▶ What you should do:
The answer is a stretch of the material below, returned exactly: the line containing "live.push(heap.allocate(size).unwrap());", the line containing "fn bench_coalesce(c: &mut", and all lines between.

- - -

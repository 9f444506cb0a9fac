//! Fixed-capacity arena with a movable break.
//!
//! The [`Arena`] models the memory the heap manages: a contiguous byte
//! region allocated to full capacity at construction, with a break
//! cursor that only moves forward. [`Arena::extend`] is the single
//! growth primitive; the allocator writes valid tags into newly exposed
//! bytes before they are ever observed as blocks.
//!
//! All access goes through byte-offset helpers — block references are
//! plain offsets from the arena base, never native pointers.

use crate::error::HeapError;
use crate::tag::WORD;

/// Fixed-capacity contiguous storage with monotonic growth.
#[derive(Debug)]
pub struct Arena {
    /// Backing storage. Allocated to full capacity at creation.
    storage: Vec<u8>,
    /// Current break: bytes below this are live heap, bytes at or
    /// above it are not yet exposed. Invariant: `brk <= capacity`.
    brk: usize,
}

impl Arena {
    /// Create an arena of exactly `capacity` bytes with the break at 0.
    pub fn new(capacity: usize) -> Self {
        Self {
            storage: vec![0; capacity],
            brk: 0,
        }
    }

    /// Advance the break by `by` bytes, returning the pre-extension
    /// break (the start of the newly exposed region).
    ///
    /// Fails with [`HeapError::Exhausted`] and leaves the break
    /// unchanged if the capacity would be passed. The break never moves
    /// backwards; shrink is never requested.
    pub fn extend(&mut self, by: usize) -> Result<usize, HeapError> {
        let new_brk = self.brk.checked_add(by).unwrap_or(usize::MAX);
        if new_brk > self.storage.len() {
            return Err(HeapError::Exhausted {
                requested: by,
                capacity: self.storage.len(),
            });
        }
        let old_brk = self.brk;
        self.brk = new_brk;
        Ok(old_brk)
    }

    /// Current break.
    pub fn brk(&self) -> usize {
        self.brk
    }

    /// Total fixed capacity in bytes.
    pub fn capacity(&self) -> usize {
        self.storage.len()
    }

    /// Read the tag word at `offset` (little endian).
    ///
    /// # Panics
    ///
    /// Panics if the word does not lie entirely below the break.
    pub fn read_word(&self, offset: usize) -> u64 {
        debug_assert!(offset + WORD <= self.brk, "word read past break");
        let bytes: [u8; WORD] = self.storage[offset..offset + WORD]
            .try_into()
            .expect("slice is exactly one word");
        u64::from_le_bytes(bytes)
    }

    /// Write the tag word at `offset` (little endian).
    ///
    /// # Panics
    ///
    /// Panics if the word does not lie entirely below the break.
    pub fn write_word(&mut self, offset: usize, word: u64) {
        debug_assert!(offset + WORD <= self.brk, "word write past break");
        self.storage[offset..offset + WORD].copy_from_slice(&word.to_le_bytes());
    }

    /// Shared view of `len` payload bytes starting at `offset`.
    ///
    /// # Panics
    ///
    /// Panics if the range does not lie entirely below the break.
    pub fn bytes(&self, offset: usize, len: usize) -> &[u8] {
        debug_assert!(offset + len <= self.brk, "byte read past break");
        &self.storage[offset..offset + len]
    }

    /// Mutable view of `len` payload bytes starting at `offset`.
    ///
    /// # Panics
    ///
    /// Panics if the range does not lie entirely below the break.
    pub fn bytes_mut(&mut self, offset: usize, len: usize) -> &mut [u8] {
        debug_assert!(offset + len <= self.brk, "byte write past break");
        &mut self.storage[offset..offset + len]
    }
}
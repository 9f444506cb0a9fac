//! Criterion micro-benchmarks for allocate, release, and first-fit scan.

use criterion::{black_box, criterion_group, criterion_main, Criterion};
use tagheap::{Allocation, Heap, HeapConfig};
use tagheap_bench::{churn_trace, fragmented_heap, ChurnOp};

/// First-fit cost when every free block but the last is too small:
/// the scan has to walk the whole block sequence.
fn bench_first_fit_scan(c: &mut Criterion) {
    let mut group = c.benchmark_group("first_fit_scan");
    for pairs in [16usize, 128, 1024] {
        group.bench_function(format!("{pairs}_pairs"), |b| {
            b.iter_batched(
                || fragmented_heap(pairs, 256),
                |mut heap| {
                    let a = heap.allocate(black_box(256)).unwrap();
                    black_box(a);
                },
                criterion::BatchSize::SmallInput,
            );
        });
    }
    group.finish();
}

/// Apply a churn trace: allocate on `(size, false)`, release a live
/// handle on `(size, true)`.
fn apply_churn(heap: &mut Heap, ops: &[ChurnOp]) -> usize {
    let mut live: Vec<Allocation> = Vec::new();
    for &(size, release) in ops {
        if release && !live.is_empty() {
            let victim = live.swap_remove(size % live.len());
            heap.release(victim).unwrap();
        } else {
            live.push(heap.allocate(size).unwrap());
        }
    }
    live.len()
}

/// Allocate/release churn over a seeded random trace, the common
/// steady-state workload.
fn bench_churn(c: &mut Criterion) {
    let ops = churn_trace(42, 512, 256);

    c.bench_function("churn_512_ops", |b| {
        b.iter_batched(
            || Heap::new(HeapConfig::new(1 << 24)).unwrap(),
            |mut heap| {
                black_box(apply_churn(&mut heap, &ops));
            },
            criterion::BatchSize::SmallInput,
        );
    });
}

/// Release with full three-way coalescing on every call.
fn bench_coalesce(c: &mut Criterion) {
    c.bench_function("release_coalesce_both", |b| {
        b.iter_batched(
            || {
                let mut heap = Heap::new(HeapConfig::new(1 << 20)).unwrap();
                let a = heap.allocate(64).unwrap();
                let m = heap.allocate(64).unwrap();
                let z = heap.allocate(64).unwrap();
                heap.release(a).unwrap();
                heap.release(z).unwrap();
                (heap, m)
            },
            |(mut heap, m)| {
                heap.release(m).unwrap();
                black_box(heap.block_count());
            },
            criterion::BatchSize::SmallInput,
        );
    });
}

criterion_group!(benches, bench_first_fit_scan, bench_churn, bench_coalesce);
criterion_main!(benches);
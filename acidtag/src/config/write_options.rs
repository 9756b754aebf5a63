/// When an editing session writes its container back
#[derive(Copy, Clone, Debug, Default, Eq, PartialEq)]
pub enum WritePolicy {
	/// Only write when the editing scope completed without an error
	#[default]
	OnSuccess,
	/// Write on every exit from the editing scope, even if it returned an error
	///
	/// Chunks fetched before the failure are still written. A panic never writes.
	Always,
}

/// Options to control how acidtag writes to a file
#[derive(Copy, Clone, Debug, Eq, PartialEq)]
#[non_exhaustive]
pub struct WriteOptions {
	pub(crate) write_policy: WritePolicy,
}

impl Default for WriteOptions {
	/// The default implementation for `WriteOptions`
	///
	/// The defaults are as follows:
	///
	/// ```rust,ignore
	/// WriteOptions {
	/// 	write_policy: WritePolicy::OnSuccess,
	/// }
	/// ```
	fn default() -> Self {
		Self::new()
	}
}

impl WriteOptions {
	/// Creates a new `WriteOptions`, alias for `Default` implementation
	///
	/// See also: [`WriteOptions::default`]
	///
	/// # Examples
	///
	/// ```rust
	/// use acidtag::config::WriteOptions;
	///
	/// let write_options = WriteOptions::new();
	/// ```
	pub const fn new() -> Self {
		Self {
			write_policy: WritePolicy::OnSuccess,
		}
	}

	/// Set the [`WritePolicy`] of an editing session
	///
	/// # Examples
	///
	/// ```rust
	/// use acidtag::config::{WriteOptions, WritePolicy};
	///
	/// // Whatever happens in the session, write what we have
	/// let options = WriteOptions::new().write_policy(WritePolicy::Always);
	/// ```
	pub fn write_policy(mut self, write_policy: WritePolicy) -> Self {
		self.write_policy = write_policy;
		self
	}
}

- - -

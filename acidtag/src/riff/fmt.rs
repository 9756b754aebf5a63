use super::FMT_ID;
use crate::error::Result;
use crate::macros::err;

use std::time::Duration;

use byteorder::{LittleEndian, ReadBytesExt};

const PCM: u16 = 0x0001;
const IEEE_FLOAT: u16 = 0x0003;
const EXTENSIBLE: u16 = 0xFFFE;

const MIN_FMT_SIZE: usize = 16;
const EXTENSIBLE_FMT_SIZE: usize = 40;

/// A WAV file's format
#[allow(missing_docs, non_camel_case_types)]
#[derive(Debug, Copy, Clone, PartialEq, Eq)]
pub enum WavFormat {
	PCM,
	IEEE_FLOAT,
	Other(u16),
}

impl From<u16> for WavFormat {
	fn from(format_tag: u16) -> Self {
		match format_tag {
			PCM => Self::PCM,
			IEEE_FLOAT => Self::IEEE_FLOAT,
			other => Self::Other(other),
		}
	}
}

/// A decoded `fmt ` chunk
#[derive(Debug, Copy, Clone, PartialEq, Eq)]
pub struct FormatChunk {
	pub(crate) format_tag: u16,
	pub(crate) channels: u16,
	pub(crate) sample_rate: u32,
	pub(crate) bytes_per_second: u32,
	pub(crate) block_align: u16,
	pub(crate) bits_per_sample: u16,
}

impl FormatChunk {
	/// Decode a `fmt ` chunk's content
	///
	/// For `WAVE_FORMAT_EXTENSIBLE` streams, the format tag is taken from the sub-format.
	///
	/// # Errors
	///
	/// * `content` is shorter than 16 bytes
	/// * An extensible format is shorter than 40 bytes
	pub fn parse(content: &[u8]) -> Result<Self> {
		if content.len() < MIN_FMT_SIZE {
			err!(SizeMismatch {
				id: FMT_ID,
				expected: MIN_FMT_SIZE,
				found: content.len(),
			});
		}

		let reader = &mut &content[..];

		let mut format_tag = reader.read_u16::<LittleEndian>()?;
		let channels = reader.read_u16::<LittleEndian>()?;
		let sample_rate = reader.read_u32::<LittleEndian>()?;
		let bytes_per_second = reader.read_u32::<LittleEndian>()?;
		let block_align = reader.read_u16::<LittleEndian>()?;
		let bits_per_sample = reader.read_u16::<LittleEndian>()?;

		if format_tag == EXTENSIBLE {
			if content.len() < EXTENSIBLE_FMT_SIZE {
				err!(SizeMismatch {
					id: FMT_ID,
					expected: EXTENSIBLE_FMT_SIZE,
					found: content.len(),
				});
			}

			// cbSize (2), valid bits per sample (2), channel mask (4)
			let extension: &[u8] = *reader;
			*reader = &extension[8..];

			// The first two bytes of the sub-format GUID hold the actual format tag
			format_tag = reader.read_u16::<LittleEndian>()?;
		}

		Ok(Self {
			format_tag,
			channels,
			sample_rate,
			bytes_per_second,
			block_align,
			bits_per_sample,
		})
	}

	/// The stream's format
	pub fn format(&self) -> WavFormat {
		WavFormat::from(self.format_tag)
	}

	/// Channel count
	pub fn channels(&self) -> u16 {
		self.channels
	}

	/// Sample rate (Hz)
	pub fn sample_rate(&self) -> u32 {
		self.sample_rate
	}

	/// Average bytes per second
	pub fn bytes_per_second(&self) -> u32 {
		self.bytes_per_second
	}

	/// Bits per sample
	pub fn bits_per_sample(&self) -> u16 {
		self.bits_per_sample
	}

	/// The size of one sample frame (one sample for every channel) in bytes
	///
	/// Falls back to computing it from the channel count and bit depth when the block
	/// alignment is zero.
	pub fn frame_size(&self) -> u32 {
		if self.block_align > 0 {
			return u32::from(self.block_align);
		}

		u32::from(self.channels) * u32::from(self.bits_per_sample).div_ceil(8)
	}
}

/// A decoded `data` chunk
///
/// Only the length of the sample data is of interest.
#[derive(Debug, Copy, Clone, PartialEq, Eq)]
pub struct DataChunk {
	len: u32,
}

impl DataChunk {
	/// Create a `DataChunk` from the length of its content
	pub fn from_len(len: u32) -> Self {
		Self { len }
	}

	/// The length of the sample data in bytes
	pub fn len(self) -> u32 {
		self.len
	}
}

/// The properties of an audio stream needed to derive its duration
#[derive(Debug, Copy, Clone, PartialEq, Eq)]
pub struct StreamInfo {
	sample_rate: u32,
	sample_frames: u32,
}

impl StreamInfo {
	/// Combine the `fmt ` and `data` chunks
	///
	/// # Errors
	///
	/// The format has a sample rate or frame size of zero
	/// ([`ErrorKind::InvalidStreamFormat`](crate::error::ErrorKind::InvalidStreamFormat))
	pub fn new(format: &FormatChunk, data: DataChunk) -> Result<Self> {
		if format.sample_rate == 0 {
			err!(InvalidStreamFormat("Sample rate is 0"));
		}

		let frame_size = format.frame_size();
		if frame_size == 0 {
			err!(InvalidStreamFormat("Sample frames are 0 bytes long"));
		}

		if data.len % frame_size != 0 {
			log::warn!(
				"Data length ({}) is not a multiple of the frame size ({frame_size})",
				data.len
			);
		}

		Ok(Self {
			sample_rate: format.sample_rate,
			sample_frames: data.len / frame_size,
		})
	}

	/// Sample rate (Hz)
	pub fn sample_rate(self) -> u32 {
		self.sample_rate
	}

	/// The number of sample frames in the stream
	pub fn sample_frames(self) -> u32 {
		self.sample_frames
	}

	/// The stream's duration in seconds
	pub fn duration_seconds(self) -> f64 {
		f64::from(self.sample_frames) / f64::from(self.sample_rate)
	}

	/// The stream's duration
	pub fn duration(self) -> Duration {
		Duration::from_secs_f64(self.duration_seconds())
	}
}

- - -

▶ Exercise solution:
            live.push(heap.allocate(size).unwrap());
        }
    }
    live.len()
}

/// Allocate/release churn over a seeded random trace, the common
/// steady-state workload.
fn bench_churn(c: &mut Criterion) {
    let ops = churn_trace(42, 512, 256);

    c.bench_function("churn_512_ops", |b| {
        b.iter_batched(
            || Heap::new(HeapConfig::new(1 << 24)).unwrap(),
            |mut heap| {
                black_box(apply_churn(&mut heap, &ops));
            },
            criterion::BatchSize::SmallInput,
        );
    });
}

/// Release with full three-way coalescing on every call.
fn bench_coalesce(c: &mut Criterion) {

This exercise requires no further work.